======== Input data

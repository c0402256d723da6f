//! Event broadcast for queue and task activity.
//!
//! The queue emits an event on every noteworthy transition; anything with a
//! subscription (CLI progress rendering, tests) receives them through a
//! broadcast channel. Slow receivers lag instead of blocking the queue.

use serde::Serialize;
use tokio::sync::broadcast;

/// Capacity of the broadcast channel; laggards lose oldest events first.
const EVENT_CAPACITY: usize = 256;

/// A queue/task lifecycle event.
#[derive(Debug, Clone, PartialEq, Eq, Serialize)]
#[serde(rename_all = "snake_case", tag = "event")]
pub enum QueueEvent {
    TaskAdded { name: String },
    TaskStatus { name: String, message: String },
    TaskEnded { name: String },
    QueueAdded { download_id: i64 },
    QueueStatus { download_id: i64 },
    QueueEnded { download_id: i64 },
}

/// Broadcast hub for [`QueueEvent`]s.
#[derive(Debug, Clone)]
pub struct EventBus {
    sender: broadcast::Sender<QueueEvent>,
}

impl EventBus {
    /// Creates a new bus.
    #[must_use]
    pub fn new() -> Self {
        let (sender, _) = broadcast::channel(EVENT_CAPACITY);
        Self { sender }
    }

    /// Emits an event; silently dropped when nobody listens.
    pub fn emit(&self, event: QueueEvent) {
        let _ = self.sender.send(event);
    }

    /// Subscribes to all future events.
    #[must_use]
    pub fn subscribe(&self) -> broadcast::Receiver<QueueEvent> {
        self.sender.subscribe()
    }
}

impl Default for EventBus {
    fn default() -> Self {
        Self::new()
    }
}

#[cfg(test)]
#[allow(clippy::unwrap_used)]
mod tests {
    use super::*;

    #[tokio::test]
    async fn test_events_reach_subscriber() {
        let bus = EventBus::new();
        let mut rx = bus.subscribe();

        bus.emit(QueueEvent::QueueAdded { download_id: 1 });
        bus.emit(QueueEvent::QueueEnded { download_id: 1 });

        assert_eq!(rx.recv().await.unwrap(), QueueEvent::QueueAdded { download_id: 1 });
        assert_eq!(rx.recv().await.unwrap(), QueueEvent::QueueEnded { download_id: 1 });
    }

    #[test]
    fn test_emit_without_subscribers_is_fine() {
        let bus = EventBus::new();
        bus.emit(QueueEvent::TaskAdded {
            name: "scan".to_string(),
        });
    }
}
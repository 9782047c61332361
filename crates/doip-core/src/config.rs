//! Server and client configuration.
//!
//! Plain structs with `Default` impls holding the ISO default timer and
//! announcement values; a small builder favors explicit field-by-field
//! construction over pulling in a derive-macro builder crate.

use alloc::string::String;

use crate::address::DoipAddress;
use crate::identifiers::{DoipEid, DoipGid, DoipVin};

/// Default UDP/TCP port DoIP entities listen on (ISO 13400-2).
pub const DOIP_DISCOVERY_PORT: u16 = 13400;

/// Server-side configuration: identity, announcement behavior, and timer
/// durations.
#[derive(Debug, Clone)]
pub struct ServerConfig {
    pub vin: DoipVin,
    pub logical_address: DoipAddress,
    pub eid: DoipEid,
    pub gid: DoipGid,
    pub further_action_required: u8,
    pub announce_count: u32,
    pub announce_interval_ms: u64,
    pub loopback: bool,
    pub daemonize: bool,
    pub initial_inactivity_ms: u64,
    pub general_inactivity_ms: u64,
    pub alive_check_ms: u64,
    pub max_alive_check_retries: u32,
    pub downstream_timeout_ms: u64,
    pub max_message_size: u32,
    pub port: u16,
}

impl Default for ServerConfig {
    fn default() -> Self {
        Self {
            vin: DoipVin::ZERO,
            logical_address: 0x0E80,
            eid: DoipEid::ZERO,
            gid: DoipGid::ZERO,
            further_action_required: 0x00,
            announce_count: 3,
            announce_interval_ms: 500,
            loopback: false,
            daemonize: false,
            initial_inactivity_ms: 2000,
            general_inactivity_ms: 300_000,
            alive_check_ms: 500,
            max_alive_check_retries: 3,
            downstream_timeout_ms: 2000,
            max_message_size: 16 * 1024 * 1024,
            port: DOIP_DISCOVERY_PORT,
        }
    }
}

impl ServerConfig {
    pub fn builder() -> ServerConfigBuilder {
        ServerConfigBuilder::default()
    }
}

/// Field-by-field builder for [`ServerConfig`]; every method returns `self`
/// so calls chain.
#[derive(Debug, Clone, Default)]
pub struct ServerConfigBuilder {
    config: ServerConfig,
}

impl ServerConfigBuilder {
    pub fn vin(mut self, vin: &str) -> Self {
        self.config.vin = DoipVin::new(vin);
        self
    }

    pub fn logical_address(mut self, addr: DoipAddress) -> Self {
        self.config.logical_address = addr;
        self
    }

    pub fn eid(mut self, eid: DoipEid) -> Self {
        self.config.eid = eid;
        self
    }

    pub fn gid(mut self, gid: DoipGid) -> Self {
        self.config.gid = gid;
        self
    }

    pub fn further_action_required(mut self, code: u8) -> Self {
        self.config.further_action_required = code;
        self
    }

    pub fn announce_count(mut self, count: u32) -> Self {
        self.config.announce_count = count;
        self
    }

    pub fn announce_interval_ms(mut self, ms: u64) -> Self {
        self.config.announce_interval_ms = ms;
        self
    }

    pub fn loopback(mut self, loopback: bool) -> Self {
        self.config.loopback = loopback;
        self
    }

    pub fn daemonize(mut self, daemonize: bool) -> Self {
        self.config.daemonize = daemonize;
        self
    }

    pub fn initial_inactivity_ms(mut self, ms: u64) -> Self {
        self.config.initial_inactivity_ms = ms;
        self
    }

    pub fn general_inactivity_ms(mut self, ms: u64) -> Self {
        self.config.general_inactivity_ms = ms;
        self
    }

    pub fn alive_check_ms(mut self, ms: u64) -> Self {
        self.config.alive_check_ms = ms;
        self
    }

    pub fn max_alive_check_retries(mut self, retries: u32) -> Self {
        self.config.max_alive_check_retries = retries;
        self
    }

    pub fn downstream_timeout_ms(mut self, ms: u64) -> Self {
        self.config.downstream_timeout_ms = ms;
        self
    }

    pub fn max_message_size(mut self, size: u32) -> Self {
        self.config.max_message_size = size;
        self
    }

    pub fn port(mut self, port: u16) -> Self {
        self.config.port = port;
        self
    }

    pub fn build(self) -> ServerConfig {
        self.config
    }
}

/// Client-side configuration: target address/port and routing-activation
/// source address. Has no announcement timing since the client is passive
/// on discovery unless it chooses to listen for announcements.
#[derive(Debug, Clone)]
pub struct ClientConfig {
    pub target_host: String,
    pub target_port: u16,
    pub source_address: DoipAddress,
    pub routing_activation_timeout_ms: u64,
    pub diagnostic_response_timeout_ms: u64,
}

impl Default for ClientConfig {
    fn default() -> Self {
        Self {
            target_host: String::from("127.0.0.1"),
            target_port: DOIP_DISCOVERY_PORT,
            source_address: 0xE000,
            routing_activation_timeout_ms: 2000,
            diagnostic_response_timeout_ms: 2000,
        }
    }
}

================

What to produce: Each record above should be output again exactly.

Answer to the exercise:
repository c0402256d723da6f
//! Event broadcast for queue and task activity.
//!
//! The queue emits an event on every noteworthy transition; anything with a
//! subscription (CLI progress rendering, tests) receives them through a
//! broadcast channel. Slow receivers lag instead of blocking the queue.

use serde::Serialize;
use tokio::sync::broadcast;

/// Capacity of the broadcast channel; laggards lose oldest events first.
const EVENT_CAPACITY: usize = 256;

/// A queue/task lifecycle event.
#[derive(Debug, Clone, PartialEq, Eq, Serialize)]
#[serde(rename_all = "snake_case", tag = "event")]
pub enum QueueEvent {
    TaskAdded { name: String },
    TaskStatus { name: String, message: String },
    TaskEnded { name: String },
    QueueAdded { download_id: i64 },
    QueueStatus { download_id: i64 },
    QueueEnded { download_id: i64 },
}

/// Broadcast hub for [`QueueEvent`]s.
#[derive(Debug, Clone)]
pub struct EventBus {
    sender: broadcast::Sender<QueueEvent>,
}

impl EventBus {
    /// Creates a new bus.
    #[must_use]
    pub fn new() -> Self {
        let (sender, _) = broadcast::channel(EVENT_CAPACITY);
        Self { sender }
    }

    /// Emits an event; silently dropped when nobody listens.
    pub fn emit(&self, event: QueueEvent) {
        let _ = self.sender.send(event);
    }

    /// Subscribes to all future events.
    #[must_use]
    pub fn subscribe(&self) -> broadcast::Receiver<QueueEvent> {
        self.sender.subscribe()
    }
}

impl Default for EventBus {
    fn default() -> Self {
        Self::new()
    }
}

#[cfg(test)]
#[allow(clippy::unwrap_used)]
mod tests {
    use super::*;

    #[tokio::test]
    async fn test_events_reach_subscriber() {
        let bus = EventBus::new();
        let mut rx = bus.subscribe();

        bus.emit(QueueEvent::QueueAdded { download_id: 1 });
        bus.emit(QueueEvent::QueueEnded { download_id: 1 });

        assert_eq!(rx.recv().await.unwrap(), QueueEvent::QueueAdded { download_id: 1 });
        assert_eq!(rx.recv().await.unwrap(), QueueEvent::QueueEnded { download_id: 1 });
    }

    #[test]
    fn test_emit_without_subscribers_is_fine() {
        let bus = EventBus::new();
        bus.emit(QueueEvent::TaskAdded {
            name: "scan".to_string(),
        });
    }
}
repository 9782047c61332361
filename crates/doip-core/src/config.rs
//! Server and client configuration.
//!
//! Plain structs with `Default` impls holding the ISO default timer and
//! announcement values; a small builder favors explicit field-by-field
//! construction over pulling in a derive-macro builder crate.

use alloc::string::String;

use crate::address::DoipAddress;
use crate::identifiers::{DoipEid, DoipGid, DoipVin};

/// Default UDP/TCP port DoIP entities listen on (ISO 13400-2).
pub const DOIP_DISCOVERY_PORT: u16 = 13400;

/// Server-side configuration: identity, announcement behavior, and timer
/// durations.
#[derive(Debug, Clone)]
pub struct ServerConfig {
    pub vin: DoipVin,
    pub logical_address: DoipAddress,
    pub eid: DoipEid,
    pub gid: DoipGid,
    pub further_action_required: u8,
    pub announce_count: u32,
    pub announce_interval_ms: u64,
    pub loopback: bool,
    pub daemonize: bool,
    pub initial_inactivity_ms: u64,
    pub general_inactivity_ms: u64,
    pub alive_check_ms: u64,
    pub max_alive_check_retries: u32,
    pub downstream_timeout_ms: u64,
    pub max_message_size: u32,
    pub port: u16,
}

impl Default for ServerConfig {
    fn default() -> Self {
        Self {
            vin: DoipVin::ZERO,
            logical_address: 0x0E80,
            eid: DoipEid::ZERO,
            gid: DoipGid::ZERO,
            further_action_required: 0x00,
            announce_count: 3,
            announce_interval_ms: 500,
            loopback: false,
            daemonize: false,
            initial_inactivity_ms: 2000,
            general_inactivity_ms: 300_000,
            alive_check_ms: 500,
            max_alive_check_retries: 3,
            downstream_timeout_ms: 2000,
            max_message_size: 16 * 1024 * 1024,
            port: DOIP_DISCOVERY_PORT,
        }
    }
}

impl ServerConfig {
    pub fn builder() -> ServerConfigBuilder {
        ServerConfigBuilder::default()
    }
}

/// Field-by-field builder for [`ServerConfig`]; every method returns `self`
/// so calls chain.
#[derive(Debug, Clone, Default)]
pub struct ServerConfigBuilder {
    config: ServerConfig,
}

impl ServerConfigBuilder {
    pub fn vin(mut self, vin: &str) -> Self {
        self.config.vin = DoipVin::new(vin);
        self
    }

    pub fn logical_address(mut self, addr: DoipAddress) -> Self {
        self.config.logical_address = addr;
        self
    }

    pub fn eid(mut self, eid: DoipEid) -> Self {
        self.config.eid = eid;
        self
    }

    pub fn gid(mut self, gid: DoipGid) -> Self {
        self.config.gid = gid;
        self
    }

    pub fn further_action_required(mut self, code: u8) -> Self {
        self.config.further_action_required = code;
        self
    }

    pub fn announce_count(mut self, count: u32) -> Self {
        self.config.announce_count = count;
        self
    }

    pub fn announce_interval_ms(mut self, ms: u64) -> Self {
        self.config.announce_interval_ms = ms;
        self
    }

    pub fn loopback(mut self, loopback: bool) -> Self {
        self.config.loopback = loopback;
        self
    }

    pub fn daemonize(mut self, daemonize: bool) -> Self {
        self.config.daemonize = daemonize;
        self
    }

    pub fn initial_inactivity_ms(mut self, ms: u64) -> Self {
        self.config.initial_inactivity_ms = ms;
        self
    }

    pub fn general_inactivity_ms(mut self, ms: u64) -> Self {
        self.config.general_inactivity_ms = ms;
        self
    }

    pub fn alive_check_ms(mut self, ms: u64) -> Self {
        self.config.alive_check_ms = ms;
        self
    }

    pub fn max_alive_check_retries(mut self, retries: u32) -> Self {
        self.config.max_alive_check_retries = retries;
        self
    }

    pub fn downstream_timeout_ms(mut self, ms: u64) -> Self {
        self.config.downstream_timeout_ms = ms;
        self
    }

    pub fn max_message_size(mut self, size: u32) -> Self {
        self.config.max_message_size = size;
        self
    }

    pub fn port(mut self, port: u16) -> Self {
        self.config.port = port;
        self
    }

    pub fn build(self) -> ServerConfig {
        self.config
    }
}

/// Client-side configuration: target address/port and routing-activation
/// source address. Has no announcement timing since the client is passive
/// on discovery unless it chooses to listen for announcements.
#[derive(Debug, Clone)]
pub struct ClientConfig {
    pub target_host: String,
    pub target_port: u16,
    pub source_address: DoipAddress,
    pub routing_activation_timeout_ms: u64,
    pub diagnostic_response_timeout_ms: u64,
}

impl Default for ClientConfig {
    fn default() -> Self {
        Self {
            target_host: String::from("127.0.0.1"),
            target_port: DOIP_DISCOVERY_PORT,
            source_address: 0xE000,
            routing_activation_timeout_ms: 2000,
            diagnostic_response_timeout_ms: 2000,
        }
    }
}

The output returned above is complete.